*EXERCISE:* The line containing "#[derive(Debug, Error)]" marks the end, so write out exactly every line from the top of the entries below through that one.

Collected data

******************************

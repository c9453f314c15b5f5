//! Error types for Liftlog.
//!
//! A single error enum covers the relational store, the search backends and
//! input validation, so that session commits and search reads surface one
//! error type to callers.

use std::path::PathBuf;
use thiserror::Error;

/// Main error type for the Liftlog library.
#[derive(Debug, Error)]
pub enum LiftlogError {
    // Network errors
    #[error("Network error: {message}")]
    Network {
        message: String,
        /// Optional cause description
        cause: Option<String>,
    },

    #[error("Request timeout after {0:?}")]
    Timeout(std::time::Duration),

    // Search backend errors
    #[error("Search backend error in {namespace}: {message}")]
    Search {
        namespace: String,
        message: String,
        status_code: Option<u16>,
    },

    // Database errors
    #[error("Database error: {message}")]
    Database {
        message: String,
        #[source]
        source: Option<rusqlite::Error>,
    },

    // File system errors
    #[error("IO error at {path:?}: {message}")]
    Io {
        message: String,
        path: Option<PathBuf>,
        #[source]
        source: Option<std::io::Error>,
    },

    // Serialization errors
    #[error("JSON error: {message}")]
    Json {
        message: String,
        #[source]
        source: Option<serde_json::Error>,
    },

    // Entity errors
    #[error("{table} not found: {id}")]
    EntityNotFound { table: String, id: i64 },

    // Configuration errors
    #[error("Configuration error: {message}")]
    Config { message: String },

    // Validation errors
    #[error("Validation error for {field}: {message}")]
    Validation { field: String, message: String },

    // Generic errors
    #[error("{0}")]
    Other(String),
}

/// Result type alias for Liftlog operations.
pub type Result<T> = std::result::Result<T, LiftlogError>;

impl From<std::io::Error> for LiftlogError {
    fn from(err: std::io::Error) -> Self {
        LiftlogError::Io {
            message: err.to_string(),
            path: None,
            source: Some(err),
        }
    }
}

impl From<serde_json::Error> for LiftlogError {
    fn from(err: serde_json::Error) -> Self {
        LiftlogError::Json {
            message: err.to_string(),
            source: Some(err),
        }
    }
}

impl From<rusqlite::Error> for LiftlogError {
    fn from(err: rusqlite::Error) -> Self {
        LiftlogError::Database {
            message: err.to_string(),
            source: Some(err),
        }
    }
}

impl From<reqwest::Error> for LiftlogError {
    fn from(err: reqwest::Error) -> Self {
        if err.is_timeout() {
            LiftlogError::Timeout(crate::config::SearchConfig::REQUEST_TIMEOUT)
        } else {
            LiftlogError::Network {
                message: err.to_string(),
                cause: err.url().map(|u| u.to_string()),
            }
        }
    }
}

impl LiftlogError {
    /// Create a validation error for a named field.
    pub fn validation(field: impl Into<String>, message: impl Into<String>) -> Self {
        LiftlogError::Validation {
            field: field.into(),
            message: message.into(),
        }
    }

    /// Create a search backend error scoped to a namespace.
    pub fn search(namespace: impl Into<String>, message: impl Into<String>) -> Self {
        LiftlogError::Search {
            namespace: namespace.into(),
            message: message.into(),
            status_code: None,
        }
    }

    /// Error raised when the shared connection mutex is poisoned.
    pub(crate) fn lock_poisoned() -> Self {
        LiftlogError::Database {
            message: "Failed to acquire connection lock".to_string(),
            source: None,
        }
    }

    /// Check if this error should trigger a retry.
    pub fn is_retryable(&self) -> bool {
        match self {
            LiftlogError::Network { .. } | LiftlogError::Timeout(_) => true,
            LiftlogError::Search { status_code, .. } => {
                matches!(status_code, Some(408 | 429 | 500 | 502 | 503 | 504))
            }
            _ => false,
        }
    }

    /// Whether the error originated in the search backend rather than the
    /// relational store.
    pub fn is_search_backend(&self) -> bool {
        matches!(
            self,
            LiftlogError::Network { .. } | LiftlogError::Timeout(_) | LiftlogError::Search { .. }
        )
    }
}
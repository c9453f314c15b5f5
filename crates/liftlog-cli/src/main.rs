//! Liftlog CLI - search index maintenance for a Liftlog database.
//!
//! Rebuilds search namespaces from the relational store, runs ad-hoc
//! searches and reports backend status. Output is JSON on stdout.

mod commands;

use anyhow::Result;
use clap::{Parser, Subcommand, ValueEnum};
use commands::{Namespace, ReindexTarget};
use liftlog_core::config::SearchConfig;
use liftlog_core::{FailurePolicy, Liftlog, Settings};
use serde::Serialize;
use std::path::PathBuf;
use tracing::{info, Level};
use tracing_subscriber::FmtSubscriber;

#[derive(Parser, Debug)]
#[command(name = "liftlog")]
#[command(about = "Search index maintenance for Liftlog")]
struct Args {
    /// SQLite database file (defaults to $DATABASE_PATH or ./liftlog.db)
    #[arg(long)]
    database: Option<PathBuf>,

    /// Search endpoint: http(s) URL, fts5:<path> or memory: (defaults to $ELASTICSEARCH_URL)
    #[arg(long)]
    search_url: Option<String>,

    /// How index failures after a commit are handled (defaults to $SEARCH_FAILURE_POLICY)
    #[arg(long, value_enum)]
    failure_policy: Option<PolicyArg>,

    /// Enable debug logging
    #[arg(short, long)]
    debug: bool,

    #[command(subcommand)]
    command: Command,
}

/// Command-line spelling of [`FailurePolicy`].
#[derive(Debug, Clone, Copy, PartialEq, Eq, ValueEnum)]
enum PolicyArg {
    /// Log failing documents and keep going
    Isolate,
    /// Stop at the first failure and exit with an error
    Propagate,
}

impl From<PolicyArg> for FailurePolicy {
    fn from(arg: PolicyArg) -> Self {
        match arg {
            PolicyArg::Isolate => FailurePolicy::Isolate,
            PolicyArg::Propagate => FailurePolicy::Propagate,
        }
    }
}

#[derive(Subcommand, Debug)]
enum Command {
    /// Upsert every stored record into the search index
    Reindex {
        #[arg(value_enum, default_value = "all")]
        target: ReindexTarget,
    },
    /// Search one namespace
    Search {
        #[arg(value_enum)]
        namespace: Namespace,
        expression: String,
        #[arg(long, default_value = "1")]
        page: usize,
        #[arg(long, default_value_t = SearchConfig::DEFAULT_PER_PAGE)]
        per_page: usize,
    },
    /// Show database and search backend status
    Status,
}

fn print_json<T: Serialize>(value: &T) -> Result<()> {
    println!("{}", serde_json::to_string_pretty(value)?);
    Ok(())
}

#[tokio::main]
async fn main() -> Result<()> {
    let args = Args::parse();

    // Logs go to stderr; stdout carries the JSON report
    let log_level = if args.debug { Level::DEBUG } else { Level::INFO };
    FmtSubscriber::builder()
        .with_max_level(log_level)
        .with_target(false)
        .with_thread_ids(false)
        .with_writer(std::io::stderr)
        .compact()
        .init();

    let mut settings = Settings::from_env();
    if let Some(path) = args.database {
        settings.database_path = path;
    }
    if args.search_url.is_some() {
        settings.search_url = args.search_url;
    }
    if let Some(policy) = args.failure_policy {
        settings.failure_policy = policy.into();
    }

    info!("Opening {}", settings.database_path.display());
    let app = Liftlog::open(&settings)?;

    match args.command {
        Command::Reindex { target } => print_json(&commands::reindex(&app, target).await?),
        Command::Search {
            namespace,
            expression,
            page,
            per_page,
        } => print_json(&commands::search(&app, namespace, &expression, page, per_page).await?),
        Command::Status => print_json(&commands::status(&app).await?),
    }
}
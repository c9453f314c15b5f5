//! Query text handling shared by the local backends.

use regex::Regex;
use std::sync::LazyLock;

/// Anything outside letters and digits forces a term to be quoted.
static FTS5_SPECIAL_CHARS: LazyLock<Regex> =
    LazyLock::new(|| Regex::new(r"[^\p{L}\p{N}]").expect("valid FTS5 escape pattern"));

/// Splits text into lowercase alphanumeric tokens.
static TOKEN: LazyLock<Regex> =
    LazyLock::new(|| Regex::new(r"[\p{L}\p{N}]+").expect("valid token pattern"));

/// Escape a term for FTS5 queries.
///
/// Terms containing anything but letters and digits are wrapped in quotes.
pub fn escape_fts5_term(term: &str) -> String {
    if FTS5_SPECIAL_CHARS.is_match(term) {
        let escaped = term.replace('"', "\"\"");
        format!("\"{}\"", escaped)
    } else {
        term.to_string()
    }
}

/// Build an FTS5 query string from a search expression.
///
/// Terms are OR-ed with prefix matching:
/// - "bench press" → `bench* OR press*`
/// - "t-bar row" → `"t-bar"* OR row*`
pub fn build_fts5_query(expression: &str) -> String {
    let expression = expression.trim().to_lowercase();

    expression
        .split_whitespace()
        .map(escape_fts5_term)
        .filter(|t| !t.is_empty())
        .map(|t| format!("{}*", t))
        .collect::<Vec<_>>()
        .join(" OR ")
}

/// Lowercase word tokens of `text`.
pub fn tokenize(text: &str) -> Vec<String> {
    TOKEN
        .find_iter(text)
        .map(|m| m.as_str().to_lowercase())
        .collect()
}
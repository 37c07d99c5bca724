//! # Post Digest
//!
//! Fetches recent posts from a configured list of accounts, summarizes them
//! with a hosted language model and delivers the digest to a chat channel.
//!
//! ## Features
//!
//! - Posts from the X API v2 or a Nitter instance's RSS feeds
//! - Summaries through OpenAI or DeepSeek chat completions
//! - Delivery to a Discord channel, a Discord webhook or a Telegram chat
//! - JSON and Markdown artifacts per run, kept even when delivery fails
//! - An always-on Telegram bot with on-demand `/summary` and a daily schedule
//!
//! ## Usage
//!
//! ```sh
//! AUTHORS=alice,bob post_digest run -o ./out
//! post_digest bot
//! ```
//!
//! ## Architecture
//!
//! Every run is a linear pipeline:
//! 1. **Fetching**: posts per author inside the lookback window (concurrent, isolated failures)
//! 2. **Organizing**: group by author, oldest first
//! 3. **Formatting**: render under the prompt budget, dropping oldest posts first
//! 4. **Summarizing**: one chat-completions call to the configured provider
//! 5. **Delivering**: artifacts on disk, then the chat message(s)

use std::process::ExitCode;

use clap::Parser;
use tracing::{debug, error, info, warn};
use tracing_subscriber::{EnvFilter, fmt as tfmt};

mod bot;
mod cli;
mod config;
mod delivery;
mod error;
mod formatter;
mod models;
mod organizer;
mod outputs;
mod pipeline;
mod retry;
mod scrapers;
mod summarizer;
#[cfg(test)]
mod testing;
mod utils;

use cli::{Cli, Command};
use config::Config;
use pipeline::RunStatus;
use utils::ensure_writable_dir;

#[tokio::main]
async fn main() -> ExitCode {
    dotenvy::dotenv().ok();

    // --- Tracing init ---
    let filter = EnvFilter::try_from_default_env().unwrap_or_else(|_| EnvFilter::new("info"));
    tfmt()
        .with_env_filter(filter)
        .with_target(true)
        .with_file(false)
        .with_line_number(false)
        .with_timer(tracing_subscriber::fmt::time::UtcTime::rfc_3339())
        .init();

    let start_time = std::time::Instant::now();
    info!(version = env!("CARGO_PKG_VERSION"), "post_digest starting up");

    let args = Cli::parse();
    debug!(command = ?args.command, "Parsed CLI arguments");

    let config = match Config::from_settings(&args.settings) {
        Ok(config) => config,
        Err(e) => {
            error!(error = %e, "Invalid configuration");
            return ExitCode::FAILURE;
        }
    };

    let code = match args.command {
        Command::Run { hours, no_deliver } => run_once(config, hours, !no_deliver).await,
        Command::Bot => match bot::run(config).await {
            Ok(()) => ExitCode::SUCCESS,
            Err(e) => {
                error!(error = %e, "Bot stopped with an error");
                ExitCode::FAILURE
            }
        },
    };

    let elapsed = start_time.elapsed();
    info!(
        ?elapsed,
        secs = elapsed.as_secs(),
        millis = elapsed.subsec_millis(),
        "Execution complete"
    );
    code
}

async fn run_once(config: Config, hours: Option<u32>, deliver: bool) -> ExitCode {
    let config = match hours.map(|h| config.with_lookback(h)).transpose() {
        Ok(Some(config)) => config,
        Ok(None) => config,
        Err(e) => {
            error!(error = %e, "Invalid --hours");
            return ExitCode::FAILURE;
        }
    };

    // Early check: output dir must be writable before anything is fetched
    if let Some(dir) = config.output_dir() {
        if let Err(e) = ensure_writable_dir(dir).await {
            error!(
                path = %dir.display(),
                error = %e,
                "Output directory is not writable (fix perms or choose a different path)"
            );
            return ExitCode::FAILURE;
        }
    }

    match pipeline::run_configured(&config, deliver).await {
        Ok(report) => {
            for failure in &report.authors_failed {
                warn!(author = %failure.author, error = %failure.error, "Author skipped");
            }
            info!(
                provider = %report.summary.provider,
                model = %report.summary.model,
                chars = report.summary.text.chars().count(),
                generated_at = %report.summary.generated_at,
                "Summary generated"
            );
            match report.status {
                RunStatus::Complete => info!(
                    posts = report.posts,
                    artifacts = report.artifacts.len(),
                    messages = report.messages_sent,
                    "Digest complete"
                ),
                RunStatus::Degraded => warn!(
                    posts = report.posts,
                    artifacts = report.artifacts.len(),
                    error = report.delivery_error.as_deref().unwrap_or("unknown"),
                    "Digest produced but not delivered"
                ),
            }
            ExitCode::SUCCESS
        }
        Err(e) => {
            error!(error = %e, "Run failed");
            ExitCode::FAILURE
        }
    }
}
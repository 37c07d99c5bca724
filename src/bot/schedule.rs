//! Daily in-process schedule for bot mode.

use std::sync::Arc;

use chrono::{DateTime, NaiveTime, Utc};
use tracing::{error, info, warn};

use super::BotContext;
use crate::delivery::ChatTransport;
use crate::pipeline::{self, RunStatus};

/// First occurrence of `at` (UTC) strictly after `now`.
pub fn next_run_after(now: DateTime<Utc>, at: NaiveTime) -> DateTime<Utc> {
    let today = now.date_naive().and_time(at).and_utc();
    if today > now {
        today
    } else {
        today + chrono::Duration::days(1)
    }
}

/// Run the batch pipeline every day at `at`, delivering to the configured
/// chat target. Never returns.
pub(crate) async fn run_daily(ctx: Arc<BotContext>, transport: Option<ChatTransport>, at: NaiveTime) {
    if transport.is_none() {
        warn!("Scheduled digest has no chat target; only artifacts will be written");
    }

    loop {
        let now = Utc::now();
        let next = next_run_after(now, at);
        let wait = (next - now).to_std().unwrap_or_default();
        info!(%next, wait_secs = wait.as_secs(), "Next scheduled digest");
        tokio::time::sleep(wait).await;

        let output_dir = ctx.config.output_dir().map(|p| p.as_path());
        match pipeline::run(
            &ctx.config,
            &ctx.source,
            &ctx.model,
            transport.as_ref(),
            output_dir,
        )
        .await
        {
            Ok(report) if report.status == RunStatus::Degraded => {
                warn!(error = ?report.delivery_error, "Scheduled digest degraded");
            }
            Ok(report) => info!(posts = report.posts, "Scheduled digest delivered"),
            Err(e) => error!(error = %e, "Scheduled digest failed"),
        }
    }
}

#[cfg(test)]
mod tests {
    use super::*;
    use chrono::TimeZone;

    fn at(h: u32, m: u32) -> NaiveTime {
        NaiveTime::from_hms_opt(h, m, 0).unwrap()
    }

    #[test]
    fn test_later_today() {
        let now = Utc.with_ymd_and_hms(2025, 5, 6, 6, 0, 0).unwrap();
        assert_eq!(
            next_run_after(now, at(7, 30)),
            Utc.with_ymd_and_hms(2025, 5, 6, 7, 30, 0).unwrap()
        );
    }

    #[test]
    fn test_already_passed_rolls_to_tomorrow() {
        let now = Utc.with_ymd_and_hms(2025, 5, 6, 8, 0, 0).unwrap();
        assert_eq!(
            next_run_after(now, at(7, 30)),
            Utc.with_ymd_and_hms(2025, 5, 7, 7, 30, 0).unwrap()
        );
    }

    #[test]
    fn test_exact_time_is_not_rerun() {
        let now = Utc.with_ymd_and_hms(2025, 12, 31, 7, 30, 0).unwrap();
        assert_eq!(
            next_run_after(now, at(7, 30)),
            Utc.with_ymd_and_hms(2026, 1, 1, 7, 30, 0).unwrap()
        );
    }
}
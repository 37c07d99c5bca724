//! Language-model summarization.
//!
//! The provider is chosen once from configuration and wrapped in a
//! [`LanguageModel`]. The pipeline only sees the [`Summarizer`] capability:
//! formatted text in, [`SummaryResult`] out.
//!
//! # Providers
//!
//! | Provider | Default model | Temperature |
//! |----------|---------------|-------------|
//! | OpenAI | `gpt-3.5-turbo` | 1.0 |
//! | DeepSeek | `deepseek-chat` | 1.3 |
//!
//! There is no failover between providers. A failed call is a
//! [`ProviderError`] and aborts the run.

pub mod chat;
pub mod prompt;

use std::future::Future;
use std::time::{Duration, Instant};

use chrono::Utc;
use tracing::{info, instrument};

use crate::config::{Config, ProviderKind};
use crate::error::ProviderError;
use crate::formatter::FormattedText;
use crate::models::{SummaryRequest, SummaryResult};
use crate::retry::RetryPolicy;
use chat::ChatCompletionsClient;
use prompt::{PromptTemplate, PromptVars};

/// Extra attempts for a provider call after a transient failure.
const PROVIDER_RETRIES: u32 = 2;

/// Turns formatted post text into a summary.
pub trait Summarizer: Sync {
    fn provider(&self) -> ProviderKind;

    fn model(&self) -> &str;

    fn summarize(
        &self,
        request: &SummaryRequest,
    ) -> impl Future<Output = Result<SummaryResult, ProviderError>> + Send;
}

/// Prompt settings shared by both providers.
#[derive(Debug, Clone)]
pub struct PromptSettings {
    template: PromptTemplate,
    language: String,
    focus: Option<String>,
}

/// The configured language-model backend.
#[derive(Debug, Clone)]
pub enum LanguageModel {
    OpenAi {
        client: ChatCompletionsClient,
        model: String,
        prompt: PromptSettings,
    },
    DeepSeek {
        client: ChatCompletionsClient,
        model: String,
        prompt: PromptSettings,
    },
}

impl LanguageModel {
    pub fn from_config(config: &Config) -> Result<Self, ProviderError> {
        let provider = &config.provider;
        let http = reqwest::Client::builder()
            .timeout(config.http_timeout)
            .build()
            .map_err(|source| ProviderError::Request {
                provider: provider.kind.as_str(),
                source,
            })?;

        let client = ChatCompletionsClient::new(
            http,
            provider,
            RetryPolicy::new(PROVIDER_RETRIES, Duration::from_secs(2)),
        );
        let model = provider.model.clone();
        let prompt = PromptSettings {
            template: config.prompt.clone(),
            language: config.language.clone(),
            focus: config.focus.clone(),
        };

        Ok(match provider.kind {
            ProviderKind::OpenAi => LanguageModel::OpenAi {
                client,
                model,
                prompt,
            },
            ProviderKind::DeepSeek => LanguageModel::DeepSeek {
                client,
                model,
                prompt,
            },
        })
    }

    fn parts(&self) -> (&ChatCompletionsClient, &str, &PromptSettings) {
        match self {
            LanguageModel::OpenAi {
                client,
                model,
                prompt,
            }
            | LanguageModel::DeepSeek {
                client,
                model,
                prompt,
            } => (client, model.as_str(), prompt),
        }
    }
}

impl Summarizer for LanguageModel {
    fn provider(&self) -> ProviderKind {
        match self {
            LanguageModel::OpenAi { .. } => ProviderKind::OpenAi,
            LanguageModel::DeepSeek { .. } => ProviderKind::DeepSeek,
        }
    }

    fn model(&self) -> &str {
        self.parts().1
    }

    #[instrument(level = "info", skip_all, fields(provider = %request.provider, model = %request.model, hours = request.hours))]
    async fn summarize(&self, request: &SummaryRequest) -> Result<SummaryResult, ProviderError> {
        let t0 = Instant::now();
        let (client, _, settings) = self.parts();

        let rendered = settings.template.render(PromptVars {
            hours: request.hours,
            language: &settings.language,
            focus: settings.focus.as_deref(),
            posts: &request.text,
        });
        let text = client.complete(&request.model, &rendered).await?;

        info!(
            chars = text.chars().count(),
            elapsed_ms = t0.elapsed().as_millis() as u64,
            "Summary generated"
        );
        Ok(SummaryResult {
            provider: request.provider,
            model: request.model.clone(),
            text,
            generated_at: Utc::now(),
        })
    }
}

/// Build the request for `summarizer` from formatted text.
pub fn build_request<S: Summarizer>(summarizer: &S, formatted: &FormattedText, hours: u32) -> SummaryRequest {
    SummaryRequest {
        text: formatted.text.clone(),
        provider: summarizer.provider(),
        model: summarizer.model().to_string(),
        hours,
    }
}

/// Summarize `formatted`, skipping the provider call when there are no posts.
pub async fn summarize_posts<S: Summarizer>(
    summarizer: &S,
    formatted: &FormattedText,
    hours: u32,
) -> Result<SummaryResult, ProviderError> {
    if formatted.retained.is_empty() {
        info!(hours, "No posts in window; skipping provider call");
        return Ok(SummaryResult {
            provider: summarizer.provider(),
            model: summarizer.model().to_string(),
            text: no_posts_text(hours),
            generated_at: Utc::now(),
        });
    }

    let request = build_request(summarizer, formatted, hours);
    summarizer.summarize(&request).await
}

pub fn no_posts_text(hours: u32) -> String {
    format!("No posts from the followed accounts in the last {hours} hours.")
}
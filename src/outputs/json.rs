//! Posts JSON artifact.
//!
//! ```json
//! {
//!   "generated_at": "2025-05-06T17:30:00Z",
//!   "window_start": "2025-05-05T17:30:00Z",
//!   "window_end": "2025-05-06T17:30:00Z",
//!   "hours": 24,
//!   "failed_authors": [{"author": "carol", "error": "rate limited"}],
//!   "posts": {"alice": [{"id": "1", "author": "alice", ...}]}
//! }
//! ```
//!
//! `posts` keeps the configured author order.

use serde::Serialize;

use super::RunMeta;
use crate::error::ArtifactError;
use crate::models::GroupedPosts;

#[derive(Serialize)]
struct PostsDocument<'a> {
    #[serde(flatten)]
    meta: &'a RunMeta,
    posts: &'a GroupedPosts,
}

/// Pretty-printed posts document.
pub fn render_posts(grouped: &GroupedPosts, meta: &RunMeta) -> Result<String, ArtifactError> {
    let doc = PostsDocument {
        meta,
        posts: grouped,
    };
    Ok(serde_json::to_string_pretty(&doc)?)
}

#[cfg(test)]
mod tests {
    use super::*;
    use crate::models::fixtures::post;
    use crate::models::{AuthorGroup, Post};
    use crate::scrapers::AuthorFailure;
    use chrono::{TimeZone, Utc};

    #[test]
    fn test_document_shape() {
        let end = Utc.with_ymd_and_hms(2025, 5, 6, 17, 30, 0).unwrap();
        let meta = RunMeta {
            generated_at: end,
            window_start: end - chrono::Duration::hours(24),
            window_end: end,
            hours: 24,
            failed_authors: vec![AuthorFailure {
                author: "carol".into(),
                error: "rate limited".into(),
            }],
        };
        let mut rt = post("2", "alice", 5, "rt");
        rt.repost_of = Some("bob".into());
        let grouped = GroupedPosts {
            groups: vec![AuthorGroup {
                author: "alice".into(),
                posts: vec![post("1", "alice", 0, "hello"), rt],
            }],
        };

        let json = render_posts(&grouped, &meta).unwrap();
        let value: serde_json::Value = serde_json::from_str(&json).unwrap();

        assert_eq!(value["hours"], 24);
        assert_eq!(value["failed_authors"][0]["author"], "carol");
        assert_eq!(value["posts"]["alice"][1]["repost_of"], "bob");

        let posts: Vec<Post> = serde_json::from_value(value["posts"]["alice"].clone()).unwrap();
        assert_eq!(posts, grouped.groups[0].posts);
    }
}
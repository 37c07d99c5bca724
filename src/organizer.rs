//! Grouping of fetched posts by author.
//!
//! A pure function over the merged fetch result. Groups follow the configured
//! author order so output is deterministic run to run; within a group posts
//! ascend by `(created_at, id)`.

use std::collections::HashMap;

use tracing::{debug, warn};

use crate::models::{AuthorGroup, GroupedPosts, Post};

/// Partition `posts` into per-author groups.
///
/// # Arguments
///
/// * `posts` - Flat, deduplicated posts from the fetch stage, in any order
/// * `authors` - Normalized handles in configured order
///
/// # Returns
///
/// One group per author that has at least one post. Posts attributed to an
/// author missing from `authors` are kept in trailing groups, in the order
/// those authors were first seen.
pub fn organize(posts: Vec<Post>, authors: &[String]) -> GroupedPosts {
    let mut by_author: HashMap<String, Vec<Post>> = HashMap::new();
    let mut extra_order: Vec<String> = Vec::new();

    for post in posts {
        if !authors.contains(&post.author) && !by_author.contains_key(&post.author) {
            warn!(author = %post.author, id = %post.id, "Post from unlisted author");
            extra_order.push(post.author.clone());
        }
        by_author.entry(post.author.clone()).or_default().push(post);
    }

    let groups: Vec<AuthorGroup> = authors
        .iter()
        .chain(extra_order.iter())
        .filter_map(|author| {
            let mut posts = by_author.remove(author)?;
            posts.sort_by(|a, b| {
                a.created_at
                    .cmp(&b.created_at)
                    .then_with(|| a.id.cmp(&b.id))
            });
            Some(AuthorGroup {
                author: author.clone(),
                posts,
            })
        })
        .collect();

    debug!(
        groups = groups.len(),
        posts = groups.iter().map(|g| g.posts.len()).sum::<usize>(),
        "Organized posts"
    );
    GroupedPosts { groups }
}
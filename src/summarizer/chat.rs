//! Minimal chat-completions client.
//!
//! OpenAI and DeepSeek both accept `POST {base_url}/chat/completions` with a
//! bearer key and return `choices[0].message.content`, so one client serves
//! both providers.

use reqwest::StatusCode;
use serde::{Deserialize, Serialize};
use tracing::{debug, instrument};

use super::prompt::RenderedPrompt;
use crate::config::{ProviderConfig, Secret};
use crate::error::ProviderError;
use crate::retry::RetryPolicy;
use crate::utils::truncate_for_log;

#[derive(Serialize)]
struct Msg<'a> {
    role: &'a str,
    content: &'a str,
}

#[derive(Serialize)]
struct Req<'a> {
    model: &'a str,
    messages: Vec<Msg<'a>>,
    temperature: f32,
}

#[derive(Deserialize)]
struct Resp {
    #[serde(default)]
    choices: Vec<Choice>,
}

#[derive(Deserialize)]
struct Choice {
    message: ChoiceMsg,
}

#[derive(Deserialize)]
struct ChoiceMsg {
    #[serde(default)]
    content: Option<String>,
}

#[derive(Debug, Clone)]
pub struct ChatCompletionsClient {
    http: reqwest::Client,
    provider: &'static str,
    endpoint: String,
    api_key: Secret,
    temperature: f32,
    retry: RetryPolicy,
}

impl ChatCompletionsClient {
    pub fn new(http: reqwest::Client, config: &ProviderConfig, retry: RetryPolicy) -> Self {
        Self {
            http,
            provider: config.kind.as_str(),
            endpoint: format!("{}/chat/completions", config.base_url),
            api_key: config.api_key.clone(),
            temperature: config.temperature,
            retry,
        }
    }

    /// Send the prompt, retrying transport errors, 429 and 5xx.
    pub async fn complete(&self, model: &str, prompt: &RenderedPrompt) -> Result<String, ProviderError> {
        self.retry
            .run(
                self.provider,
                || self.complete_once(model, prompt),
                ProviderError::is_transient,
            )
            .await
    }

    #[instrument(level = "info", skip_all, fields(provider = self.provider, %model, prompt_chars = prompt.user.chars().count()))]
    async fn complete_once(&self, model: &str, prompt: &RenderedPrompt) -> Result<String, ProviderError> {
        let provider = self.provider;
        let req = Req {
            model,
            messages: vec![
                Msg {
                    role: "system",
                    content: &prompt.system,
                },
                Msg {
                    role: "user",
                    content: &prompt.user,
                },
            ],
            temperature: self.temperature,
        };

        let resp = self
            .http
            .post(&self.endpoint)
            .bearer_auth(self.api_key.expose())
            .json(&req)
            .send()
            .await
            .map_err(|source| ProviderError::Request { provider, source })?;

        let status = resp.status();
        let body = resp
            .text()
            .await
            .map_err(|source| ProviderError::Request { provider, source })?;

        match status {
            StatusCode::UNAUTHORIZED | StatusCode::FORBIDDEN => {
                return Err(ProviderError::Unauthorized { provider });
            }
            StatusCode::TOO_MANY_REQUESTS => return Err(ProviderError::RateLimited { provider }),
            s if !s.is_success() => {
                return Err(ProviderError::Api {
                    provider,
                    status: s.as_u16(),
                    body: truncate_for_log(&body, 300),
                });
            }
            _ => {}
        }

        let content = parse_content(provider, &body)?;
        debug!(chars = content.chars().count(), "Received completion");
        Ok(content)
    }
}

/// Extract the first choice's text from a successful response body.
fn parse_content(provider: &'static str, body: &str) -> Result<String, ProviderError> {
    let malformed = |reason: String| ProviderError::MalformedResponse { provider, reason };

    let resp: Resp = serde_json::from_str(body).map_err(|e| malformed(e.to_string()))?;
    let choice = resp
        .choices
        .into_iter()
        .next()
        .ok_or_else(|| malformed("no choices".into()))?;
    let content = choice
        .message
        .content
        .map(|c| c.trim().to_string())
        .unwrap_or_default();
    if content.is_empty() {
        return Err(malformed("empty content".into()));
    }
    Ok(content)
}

******************************

*COMPLETED TASK:*
repository c9453f314c15b5f5
//! Error types for Liftlog.
//!
//! A single error enum covers the relational store, the search backends and
//! input validation, so that session commits and search reads surface one
//! error type to callers.

use std::path::PathBuf;
use thiserror::Error;

/// Main error type for the Liftlog library.
#[derive(Debug, Error)]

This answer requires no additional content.